Until the last day, the whole range of superlatives will have been summoned to try to qualify a year ” extraordinary ” and especially “dramatic” in terms of climate. Meteo France confirmed, Friday, January 6 : 2022 ranks as the hottest year ever recorded in France since records began in 1900. The twelve months, ending with a New Year’s Eve at record temperatures, were punctuated by multiple disasters – heat waves, fires, droughts, floods.
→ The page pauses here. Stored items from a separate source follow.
//! Owned simulation state: one tissue volume, its assembled solver and one
//! electrode, shared by every stimulation request.

use std::sync::{Arc, Mutex, MutexGuard};

use glam::DVec3;
use log::info;
use serde::Serialize;
use thiserror::Error;

use crate::config::{ConfigError, SimulationConfig};
use crate::discretization::grid::GridError;
use crate::discretization::volume::ConductivityVolume;
use crate::field::analyzer::{contact_voltages, derive_field};
use crate::field::grid::{ScalarGrid, VectorGrid};
use crate::field::solver::{FieldSolver, SolverCache};
use crate::models::electrode::{ElectrodeArray, ElectrodeError, GeometrySnapshot, StimulationMode};
use crate::physics::bc::BoundaryMode;

#[derive(Debug, Error)]
pub enum SetupError {
    #[error(transparent)]
    Config(#[from] ConfigError),
    #[error(transparent)]
    Grid(#[from] GridError),
    #[error(transparent)]
    Electrode(#[from] ElectrodeError),
}

/// Result of one stimulation request.
#[derive(Debug, Clone, Serialize)]
pub struct FieldSolution {
    /// Potential [V].
    pub potential: ScalarGrid,
    /// |E| [V/m].
    pub magnitude: ScalarGrid,
    pub field: VectorGrid,
    /// Potential at the node nearest each contact, in contact order.
    pub contact_voltages: Vec<f64>,
    pub electrode: GeometrySnapshot,
}

pub struct SimulationContext {
    config: SimulationConfig,
    volume: Arc<ConductivityVolume>,
    solvers: SolverCache,
    solver: Arc<FieldSolver>,
    electrode: Mutex<ElectrodeArray>,
}

impl SimulationContext {
    pub fn new(config: SimulationConfig) -> Result<Self, SetupError> {
        config.validate()?;
        let grid = config.voxel_grid()?;
        let volume = ConductivityVolume::build_with(
            grid.dims,
            grid.extent,
            config.tissue.seed,
            config.volume_options(),
        )?;
        Self::with_volume(config, volume)
    }

    /// Context over a caller-supplied volume. The grid section of `config` is
    /// ignored and a missing electrode tip defaults to the centre of `volume`.
    pub fn with_volume(
        config: SimulationConfig,
        volume: ConductivityVolume,
    ) -> Result<Self, SetupError> {
        let electrode = ElectrodeArray::build(
            config.electrode.kind,
            config.electrode_tip(volume.grid()),
            DVec3::from_array(config.electrode.orientation),
            config.electrode.seed,
        )?;

        let solvers = SolverCache::new();
        let solver = solvers.get_or_build(&volume);
        info!(
            "simulation context ready: {:?} voxels over {:?} mm, {:?} electrode at {:?}",
            volume.grid().dims,
            volume.grid().extent,
            electrode.kind(),
            electrode.tip()
        );

        Ok(Self {
            config,
            volume: Arc::new(volume),
            solvers,
            solver,
            electrode: Mutex::new(electrode),
        })
    }

    pub fn config(&self) -> &SimulationConfig {
        &self.config
    }

    pub fn volume(&self) -> &Arc<ConductivityVolume> {
        &self.volume
    }

    pub fn solver(&self) -> &Arc<FieldSolver> {
        &self.solver
    }

    pub fn electrode_snapshot(&self) -> GeometrySnapshot {
        self.electrode().geometry_snapshot()
    }

    /// Replace the conductivity volume and reassemble its solver.
    pub fn replace_volume(&mut self, volume: ConductivityVolume) {
        self.solvers.evict(self.volume.id());
        self.solver = self.solvers.get_or_build(&volume);
        self.volume = Arc::new(volume);
    }

    /// Configure the electrode, solve for the potential and derive the field.
    ///
    /// `boundary` overrides the configured boundary mode for this request.
    pub fn stimulate(
        &self,
        mode: StimulationMode,
        active_contacts: &[usize],
        amplitudes: Option<&[f64]>,
        boundary: Option<BoundaryMode>,
    ) -> FieldSolution {
        let (sources, snapshot) = {
            let mut electrode = self.electrode();
            electrode.set_stimulation_configuration(mode, active_contacts, amplitudes);
            (electrode.active_sources(), electrode.geometry_snapshot())
        };

        let mut options = self.config.solver.solve_options();
        if let Some(boundary) = boundary {
            options.boundary = boundary;
        }
        let potential = self.solver.solve(&sources, &options);
        let (magnitude, field) = derive_field(&potential);
        let contact_voltages = contact_voltages(&potential, &snapshot);

        FieldSolution {
            potential,
            magnitude,
            field,
            contact_voltages,
            electrode: snapshot,
        }
    }

    fn electrode(&self) -> MutexGuard<'_, ElectrodeArray> {
        self.electrode.lock().unwrap_or_else(|e| e.into_inner())
    }
}

#[cfg(test)]
mod tests {
    use super::*;
    use crate::discretization::grid::VoxelGrid;

    fn small_config() -> SimulationConfig {
        let mut config = SimulationConfig::default();
        config.grid.dims = [8, 8, 8];
        config.grid.extent_mm = [16.0, 16.0, 16.0];
        config
    }

    #[test]
    fn stimulate_reports_configuration_and_field() {
        let ctx = SimulationContext::new(small_config()).unwrap();
        let solution = ctx.stimulate(StimulationMode::Monopolar, &[1, 9], Some(&[1.5][..]), None);

        assert_eq!(solution.electrode.active_contacts, vec![1]);
        assert_eq!(solution.electrode.amplitudes, vec![1.5]);
        assert_eq!(solution.contact_voltages.len(), 4);
        assert!(solution.potential.max_abs().0 > 0.0);
        assert!(solution.magnitude.data.iter().all(|&m| m >= 0.0));
        assert_eq!(ctx.solver().degraded_solves(), 0);
        assert_eq!(ctx.electrode_snapshot(), solution.electrode);
    }

    #[test]
    fn zero_amplitude_gives_zero_field() {
        let grid = VoxelGrid::cube(6, 12.0).unwrap();
        let ctx = SimulationContext::with_volume(
            SimulationConfig::default(),
            ConductivityVolume::uniform(grid, 0.33),
        )
        .unwrap();
        let solution = ctx.stimulate(
            StimulationMode::Multipolar,
            &[0, 2],
            Some(&[0.0, 0.0][..]),
            Some(BoundaryMode::ZeroPotential),
        );
        assert!(solution.potential.data.iter().all(|&v| v == 0.0));
        assert!(solution.magnitude.data.iter().all(|&m| m == 0.0));
        // default config box is 20 mm; the tip follows the supplied volume
        assert_eq!(solution.electrode.tip, [6.0, 6.0, 6.0]);
    }

    #[test]
    fn replacing_volume_reassembles_solver() {
        let mut ctx = SimulationContext::new(small_config()).unwrap();
        let old = ctx.solver().volume_id();
        let grid = *ctx.volume().grid();
        ctx.replace_volume(ConductivityVolume::uniform(grid, 0.2));
        assert_ne!(ctx.solver().volume_id(), old);
        assert_eq!(ctx.solver().volume_id(), ctx.volume().id());
    }
}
An exceptional situation which will become the norm around 2050 under the effect of the climate crisis, if greenhouse gas emissions are not greatly reduced.

The temperature reached 14.5°C nationwide for the whole year, 0.4°C higher than the previous record high in 2020. ” It’s enormous. Usually, when you break a record, it’s by little. This time, it’s as if we had climbed four steps at once.explains Christine Berne, climatologist at Météo-France.

Month after month, the heat offered little respite and no part of the territory was spared. The country suffocated under three heat waves – an exceptional duration of thirty-three days of heat wave – during the summer, the second hottest behind 2003. Many temperature records were shattered, mainly on the west facade, where many cities have exceeded 40°C, including in Brittany. The temperature anomalies recorded between May and August would have been almost impossible without climate change, which made them about 500 times more likely but also much more intense.

Negative consequences for fauna and flora

The year, which scrambled the seasons more than ever, also recorded three other episodes of extremely early or late heat, in May, at the end of October and at the end of December. Autumn ranks as hottest ever recorded, as well as the end of the year. On December 31, temperatures exceeded average seasonal norms by 8°C in the territory, flirting with summer weather. Spikes at 24°C in Dax or 23°C in Biscarosse for instance been recorded.

Read also: Article reserved for our subscribers An “excessively hot” December 31 to conclude an emblematic year of climate change

This episode, like that of October, was caused by a mass of very hot air coming from the Sahara, pushed by a depression stationed above the Atlantic Ocean. A classic configuration but aggravated by climate change which further warms this already hot air. This phenomenon, which has panicked the mercury over a large part of Europe, will continue until the middle of the month.